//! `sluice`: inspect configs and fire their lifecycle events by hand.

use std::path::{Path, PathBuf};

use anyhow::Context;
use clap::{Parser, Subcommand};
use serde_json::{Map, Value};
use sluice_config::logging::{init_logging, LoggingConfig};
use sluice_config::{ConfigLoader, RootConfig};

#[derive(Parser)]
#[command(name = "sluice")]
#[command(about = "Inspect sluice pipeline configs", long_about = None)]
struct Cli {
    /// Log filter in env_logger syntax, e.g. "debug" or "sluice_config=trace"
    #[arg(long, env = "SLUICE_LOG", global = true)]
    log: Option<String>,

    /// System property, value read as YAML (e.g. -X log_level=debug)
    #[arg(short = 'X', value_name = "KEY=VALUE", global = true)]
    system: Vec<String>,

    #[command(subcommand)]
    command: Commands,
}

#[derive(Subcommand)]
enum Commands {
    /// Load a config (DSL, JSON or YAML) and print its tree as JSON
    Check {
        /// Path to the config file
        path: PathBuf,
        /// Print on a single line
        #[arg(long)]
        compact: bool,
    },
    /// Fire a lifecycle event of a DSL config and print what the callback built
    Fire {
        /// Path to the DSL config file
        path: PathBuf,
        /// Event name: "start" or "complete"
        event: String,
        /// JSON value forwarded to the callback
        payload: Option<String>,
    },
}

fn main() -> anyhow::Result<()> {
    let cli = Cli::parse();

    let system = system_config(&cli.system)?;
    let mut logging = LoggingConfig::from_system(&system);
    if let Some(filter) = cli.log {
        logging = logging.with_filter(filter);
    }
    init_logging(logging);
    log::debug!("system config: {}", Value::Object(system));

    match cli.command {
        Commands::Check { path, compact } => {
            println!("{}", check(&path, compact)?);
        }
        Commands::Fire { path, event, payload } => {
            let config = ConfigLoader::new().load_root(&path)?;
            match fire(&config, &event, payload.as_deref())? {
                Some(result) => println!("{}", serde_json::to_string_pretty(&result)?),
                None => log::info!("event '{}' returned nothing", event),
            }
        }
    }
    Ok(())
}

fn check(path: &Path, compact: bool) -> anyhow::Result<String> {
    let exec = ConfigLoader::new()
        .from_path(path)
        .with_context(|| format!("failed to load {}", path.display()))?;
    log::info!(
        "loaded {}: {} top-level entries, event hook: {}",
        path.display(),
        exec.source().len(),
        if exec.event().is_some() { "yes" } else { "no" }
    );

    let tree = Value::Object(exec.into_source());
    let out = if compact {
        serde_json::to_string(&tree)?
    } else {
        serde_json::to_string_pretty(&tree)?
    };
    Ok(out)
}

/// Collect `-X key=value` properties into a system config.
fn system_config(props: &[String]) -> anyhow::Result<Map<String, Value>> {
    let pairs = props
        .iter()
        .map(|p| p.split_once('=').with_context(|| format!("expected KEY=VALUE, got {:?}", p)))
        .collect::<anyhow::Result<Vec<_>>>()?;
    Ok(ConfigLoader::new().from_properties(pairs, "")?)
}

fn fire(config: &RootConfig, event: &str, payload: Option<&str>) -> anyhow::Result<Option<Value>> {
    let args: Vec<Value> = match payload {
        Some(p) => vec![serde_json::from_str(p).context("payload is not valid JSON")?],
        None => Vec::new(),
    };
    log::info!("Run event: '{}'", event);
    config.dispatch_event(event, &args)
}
□ □ □
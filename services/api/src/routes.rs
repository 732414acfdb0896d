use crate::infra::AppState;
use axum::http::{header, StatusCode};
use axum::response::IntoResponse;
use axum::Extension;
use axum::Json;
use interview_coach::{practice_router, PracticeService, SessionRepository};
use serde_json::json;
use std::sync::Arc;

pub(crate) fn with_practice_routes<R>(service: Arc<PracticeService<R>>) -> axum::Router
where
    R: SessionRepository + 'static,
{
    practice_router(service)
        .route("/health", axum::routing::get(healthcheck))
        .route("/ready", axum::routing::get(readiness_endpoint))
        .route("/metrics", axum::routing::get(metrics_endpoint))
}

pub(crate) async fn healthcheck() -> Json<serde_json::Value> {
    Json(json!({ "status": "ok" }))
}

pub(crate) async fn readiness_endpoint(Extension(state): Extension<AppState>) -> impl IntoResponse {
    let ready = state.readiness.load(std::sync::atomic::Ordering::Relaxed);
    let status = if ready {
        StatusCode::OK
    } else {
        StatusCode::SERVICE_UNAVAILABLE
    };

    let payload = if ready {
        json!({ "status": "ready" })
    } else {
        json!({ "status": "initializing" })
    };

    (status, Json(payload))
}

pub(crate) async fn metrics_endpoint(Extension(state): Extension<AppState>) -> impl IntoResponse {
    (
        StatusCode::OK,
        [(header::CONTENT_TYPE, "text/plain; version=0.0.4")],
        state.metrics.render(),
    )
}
□ □ □
(Task statement) Within the records above, count the lines that include the string "PracticeService"; state the number and nothing else.

(Response to the task) 2